[WHAT IS BEING ASKED]
For the records below, print the lines from the line with "pub const fn new(r: u8, g: u8, b: u8)" through the line with "match (r, g, b)" exactly as written; include both end lines and exclude the rest.

(PROVIDED INFORMATION Opens)

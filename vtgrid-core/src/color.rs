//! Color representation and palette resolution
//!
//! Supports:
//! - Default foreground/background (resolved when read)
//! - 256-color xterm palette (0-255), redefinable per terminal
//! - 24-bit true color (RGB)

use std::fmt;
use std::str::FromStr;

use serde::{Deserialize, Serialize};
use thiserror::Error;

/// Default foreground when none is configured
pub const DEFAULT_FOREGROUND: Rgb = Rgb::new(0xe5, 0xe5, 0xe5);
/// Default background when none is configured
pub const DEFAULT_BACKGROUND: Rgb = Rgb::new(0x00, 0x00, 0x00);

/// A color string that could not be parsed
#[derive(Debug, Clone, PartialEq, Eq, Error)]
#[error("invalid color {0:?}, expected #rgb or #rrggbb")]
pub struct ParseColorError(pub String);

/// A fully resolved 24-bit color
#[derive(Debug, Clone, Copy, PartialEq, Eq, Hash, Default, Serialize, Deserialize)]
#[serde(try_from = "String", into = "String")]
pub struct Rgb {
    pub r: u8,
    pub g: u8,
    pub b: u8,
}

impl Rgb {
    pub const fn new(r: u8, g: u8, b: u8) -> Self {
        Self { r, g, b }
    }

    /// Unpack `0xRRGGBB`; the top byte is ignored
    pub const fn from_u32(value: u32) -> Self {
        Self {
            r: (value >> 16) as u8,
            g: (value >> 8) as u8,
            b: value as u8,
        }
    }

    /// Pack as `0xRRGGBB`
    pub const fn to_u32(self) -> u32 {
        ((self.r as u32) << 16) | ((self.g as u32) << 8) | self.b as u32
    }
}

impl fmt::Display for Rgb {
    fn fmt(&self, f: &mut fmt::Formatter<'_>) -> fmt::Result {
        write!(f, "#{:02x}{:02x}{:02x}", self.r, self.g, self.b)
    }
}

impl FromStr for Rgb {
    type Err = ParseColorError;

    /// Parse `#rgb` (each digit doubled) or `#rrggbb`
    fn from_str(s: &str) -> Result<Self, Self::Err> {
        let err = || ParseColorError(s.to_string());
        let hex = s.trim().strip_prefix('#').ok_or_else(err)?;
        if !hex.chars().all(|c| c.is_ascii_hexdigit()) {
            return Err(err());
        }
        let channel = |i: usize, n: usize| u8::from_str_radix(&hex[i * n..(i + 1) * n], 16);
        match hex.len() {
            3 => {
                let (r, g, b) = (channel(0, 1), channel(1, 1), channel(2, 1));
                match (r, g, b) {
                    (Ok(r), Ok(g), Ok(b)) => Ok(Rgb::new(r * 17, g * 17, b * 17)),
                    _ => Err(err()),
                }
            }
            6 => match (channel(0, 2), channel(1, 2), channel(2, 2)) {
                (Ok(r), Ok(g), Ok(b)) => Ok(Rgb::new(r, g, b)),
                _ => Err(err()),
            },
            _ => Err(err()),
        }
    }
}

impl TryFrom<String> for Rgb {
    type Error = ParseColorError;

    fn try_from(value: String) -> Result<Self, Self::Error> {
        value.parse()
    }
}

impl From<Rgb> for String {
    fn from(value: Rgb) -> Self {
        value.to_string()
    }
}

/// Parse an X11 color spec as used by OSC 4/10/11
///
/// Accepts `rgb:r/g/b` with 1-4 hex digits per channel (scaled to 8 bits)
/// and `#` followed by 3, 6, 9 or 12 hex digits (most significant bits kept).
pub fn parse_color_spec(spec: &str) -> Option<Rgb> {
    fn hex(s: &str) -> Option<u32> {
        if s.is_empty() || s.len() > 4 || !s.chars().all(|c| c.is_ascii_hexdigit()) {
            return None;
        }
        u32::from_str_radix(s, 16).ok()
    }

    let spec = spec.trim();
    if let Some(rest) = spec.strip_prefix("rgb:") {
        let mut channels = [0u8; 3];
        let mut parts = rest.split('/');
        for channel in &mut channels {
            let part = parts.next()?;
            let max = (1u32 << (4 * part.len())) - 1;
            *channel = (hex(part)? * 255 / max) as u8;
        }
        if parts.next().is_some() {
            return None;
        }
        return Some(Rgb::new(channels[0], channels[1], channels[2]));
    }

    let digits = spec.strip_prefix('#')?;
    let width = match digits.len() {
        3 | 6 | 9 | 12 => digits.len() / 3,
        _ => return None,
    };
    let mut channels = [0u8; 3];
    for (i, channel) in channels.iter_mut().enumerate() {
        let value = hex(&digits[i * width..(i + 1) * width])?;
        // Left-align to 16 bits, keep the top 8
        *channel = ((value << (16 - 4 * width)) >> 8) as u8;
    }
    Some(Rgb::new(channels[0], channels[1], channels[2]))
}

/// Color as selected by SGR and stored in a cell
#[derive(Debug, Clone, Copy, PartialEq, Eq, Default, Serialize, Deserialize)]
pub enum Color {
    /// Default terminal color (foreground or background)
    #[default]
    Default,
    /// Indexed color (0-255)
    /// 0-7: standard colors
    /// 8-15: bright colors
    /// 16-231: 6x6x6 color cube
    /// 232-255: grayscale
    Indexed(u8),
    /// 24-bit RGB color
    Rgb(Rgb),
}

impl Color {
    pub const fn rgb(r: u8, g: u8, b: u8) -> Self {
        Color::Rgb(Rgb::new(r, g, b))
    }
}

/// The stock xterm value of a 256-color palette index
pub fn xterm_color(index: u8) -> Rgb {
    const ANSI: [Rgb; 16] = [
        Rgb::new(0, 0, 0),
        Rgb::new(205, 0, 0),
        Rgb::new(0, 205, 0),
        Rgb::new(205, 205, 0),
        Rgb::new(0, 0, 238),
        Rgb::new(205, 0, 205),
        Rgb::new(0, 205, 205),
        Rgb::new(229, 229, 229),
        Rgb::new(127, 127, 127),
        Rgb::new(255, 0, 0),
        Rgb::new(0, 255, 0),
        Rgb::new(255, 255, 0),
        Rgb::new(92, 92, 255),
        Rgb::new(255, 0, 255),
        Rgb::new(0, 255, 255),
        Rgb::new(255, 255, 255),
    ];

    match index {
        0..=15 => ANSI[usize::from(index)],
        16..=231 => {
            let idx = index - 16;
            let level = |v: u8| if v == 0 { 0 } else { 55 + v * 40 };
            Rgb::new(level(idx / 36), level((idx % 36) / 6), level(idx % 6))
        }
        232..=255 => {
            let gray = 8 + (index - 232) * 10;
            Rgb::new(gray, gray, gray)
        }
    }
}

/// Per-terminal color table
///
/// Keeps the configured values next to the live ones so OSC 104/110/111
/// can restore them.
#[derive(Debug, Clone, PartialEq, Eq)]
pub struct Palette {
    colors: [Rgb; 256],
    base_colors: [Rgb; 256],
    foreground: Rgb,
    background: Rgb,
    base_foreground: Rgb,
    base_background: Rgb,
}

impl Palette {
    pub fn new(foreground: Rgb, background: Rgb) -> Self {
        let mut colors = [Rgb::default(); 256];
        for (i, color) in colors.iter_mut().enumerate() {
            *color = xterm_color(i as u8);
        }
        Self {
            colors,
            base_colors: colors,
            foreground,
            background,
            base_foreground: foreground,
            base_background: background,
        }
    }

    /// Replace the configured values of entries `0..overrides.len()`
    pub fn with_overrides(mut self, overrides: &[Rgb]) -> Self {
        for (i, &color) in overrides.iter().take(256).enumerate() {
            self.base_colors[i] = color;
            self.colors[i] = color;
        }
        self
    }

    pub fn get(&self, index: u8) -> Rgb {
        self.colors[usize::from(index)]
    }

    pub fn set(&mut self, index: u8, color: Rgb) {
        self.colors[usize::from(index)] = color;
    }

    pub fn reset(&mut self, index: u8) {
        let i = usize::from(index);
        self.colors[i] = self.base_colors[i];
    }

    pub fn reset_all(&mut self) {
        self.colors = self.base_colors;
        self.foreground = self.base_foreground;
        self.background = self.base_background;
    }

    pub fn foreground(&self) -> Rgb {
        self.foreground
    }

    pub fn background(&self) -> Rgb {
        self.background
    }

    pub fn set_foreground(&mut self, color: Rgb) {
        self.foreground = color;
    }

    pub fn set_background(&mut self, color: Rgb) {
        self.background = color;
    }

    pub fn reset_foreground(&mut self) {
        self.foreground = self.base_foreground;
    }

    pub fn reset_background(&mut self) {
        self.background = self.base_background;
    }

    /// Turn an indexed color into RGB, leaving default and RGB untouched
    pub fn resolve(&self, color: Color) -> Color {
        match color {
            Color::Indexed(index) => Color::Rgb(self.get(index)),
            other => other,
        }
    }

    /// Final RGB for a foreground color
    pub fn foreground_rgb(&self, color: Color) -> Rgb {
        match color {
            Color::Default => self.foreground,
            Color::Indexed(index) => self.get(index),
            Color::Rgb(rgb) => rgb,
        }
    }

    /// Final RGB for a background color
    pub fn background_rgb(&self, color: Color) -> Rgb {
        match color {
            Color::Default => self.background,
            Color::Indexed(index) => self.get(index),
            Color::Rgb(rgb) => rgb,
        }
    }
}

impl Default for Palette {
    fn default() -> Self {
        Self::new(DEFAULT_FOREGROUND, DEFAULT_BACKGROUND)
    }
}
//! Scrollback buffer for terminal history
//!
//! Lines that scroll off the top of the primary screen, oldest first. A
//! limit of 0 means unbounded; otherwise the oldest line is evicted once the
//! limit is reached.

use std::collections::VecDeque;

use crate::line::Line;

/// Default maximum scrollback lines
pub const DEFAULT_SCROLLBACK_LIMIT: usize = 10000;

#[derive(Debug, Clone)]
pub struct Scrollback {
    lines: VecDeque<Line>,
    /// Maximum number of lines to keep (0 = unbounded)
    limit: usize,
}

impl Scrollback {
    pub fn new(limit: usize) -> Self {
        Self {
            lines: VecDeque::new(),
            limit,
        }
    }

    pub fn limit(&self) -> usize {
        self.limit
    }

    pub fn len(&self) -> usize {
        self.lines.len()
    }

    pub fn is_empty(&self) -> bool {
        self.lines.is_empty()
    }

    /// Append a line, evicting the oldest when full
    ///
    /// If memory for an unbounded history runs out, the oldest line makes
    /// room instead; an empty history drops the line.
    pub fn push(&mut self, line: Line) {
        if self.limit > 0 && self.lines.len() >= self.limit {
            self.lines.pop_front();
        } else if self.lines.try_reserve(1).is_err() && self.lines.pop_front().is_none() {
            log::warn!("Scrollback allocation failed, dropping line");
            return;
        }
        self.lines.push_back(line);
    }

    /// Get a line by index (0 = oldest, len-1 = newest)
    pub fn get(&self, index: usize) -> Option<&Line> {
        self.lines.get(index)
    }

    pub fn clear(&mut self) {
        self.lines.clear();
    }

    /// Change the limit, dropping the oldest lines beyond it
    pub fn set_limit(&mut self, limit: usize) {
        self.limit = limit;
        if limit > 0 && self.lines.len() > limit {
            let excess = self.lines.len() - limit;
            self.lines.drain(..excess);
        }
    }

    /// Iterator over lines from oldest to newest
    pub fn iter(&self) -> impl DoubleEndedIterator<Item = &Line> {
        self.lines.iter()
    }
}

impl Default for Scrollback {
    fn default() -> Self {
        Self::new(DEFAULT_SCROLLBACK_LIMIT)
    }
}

(PROVIDED INFORMATION Closes)

[RESULT FOR THIS EXERCISE]
    pub const fn new(r: u8, g: u8, b: u8) -> Self {
        Self { r, g, b }
    }

    /// Unpack `0xRRGGBB`; the top byte is ignored
    pub const fn from_u32(value: u32) -> Self {
        Self {
            r: (value >> 16) as u8,
            g: (value >> 8) as u8,
            b: value as u8,
        }
    }

    /// Pack as `0xRRGGBB`
    pub const fn to_u32(self) -> u32 {
        ((self.r as u32) << 16) | ((self.g as u32) << 8) | self.b as u32
    }
}

impl fmt::Display for Rgb {
    fn fmt(&self, f: &mut fmt::Formatter<'_>) -> fmt::Result {
        write!(f, "#{:02x}{:02x}{:02x}", self.r, self.g, self.b)
    }
}

impl FromStr for Rgb {
    type Err = ParseColorError;

    /// Parse `#rgb` (each digit doubled) or `#rrggbb`
    fn from_str(s: &str) -> Result<Self, Self::Err> {
        let err = || ParseColorError(s.to_string());
        let hex = s.trim().strip_prefix('#').ok_or_else(err)?;
        if !hex.chars().all(|c| c.is_ascii_hexdigit()) {
            return Err(err());
        }
        let channel = |i: usize, n: usize| u8::from_str_radix(&hex[i * n..(i + 1) * n], 16);
        match hex.len() {
            3 => {
                let (r, g, b) = (channel(0, 1), channel(1, 1), channel(2, 1));
                match (r, g, b) {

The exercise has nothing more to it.